I glanced around, hoping that one of her family members might be nearby and come in to help but the chapel was silent and the doors had closed shut behind me.

“Do you mind if I sit down for a few minutes?”

She took a long time to decide but finally nodded her head, moving over a little in the pew to let me join her.

“What’s happened, Mrs. Goggin?” I asked. “What has you so upset?”

“My son is dead,” she said quietly.

“Oh no. Jonathan?”

“A couple of hours ago now. I’ve been sitting here ever since.”

“Mrs. Goggin, I’m so sorry.”

“We knew it was coming,” she told me with a sigh. “But that doesn’t make it any easier.”

“Had he been ill for long?” I asked, reaching across and taking her hand in mine. Her skin felt paper-thin and there were dark-blue veins running toward her knuckles.

“On and off,” she said. “He had cancer, you see. He first developed it about fifteen years ago, but he managed to beat it then. Unfortunately, it came back late last year. Six months ago, the doctors told us there was nothing more that they could do for him. And today was the day.”

“I hope he didn’t suffer too much.”

“He did,” she said. “But he was very stoical about it. It’s those of us who are left behind who’ll have to suffer now.”

“Would you like me to leave you on your own or is there someone I can call for you?”

She thought about it and dabbed the corners of her eyes with her handkerchief. “No,” she said. “Can you stay a little while? If you don’t mind?”

“I don’t mind at all,” I told her.

“You don’t have anywhere to be?”

“I do. But it won’t matter if I’m a few minutes late. But is there anyone from your family here to take care of you? You’re not all alone, surely?”

“I don’t need taking care of,” she said defiantly. “I might be old, but you have no idea the strength that’s left in this body.”

“I don’t doubt it,” I said. “But you’re not going home to an empty house, are you?”

“No. My daughter-in-law was here earlier with my grandchildren. They’ve gone home now. I’ll follow shortly.”

“All right,” I said, remembering the woman and the two little girls whom I’d seen wrapped in each other’s embrace earlier when I’d first arrived at the hospital. “I think I noticed them in the corridor upstairs a couple of hours ago.”

“You might have done. They were here all night. Well, we all were. A terrible way for children to spend Christmas Eve. They should be waiting for Santa Claus, not watching their daddy die.”

“I don’t know what to say to you,” I said, looking toward the front of the church where a large wooden cross holding the crucified Christ stood on a wall, looking down at us in all his pity. “Are you religious?” I asked. “Do you find some peace in here at least?”

“I’m not really,” she said. “I have some sort of relationship with God, I suppose, but I had a bad time with the Church when I was a girl. Why, are you?”

I shook my head. “Not even slightly.”

“I don’t even know why I came in here, to be honest. I was just passing, that was all, and it looked quiet. I needed somewhere to sit, that’s all. The Church was never a friend to me. I’ve always felt that the Catholic Church has the same relationship to God as a fish has to a bicycle.”

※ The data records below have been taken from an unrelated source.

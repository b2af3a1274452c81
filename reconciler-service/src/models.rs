use bigdecimal::BigDecimal;
use chrono::{DateTime, Utc};
use diesel::prelude::*;
use uuid::Uuid;

use reconciler_core::{AuditLogEntry, OrderStatus, StockChangeReason};

#[derive(Debug, Clone, Queryable)]
pub struct OrderRow {
    pub id: String,
    pub customer_id: Option<String>,
    pub items: serde_json::Value,
    pub total_amount: BigDecimal,
    pub status: String,
    pub outcome: Option<serde_json::Value>,
    pub reconciled_at: Option<DateTime<Utc>>,
    pub created_at: Option<DateTime<Utc>>,
    pub updated_at: Option<DateTime<Utc>>,
}

#[derive(Debug, Clone, Queryable)]
pub struct InventoryRow {
    pub stock_key: String,
    pub product_id: String,
    pub variant_key: Option<String>,
    pub current_stock: i64,
    pub created_at: Option<DateTime<Utc>>,
    pub updated_at: Option<DateTime<Utc>>,
}

#[derive(Debug, Clone, Queryable)]
pub struct InventoryLogRow {
    pub id: Uuid,
    pub stock_key: String,
    pub product_id: String,
    pub variant_key: Option<String>,
    pub quantity_delta: i64,
    pub reason: String,
    pub note: String,
    pub previous_stock: i64,
    pub new_stock: i64,
    pub order_id: String,
    pub recorded_at: DateTime<Utc>,
}

#[derive(Debug, Clone, Insertable)]
#[diesel(table_name = crate::schema::inventory_logs)]
pub struct NewInventoryLog {
    pub id: Uuid,
    pub stock_key: String,
    pub product_id: String,
    pub variant_key: Option<String>,
    pub quantity_delta: i64,
    pub reason: String,
    pub note: String,
    pub previous_stock: i64,
    pub new_stock: i64,
    pub order_id: String,
    pub recorded_at: DateTime<Utc>,
}

impl NewInventoryLog {
    pub fn from_entry(entry: &AuditLogEntry) -> Self {
        Self {
            id: entry.entry_id,
            stock_key: entry.key.storage_key(),
            product_id: entry.key.product_id.to_string(),
            variant_key: entry.key.variant_key.clone(),
            quantity_delta: entry.quantity_delta,
            reason: reason_to_str(entry.reason).to_string(),
            note: entry.note.clone(),
            previous_stock: i64::from(entry.previous_stock),
            new_stock: i64::from(entry.new_stock),
            order_id: entry.order_id.to_string(),
            recorded_at: entry.recorded_at,
        }
    }
}

pub fn status_to_str(status: OrderStatus) -> &'static str {
    match status {
        OrderStatus::Pending => "pending",
        OrderStatus::Reconciled => "reconciled",
        OrderStatus::PartiallyFailed => "partially_failed",
        OrderStatus::Failed => "failed",
    }
}

pub fn status_from_str(status: &str) -> Option<OrderStatus> {
    match status {
        "pending" => Some(OrderStatus::Pending),
        "reconciled" => Some(OrderStatus::Reconciled),
        "partially_failed" => Some(OrderStatus::PartiallyFailed),
        "failed" => Some(OrderStatus::Failed),
        _ => None,
    }
}

pub fn reason_to_str(reason: StockChangeReason) -> &'static str {
    match reason {
        StockChangeReason::Sale => "sale",
        StockChangeReason::Restock => "restock",
        StockChangeReason::Adjustment => "adjustment",
    }
}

I smiled. “I feel the same way,” I said.

“I don’t even come into churches very often. Except for weddings and christenings and funerals. More than fifty years ago, a priest picked me up by the hair and threw me out of my parish church and I haven’t had much time for it since. But I should have asked you why you’re here,” she added, turning to look at me. “Something must be wrong if you’re in a hospital on Christmas Day.”

“No, it’s not nothing like that. My son and his wife had a baby boy earlier today. I came in to see him, that’s all.”

“Oh, well that’s good news at least,” she said, forcing a smile. “Do they have a name for him yet?”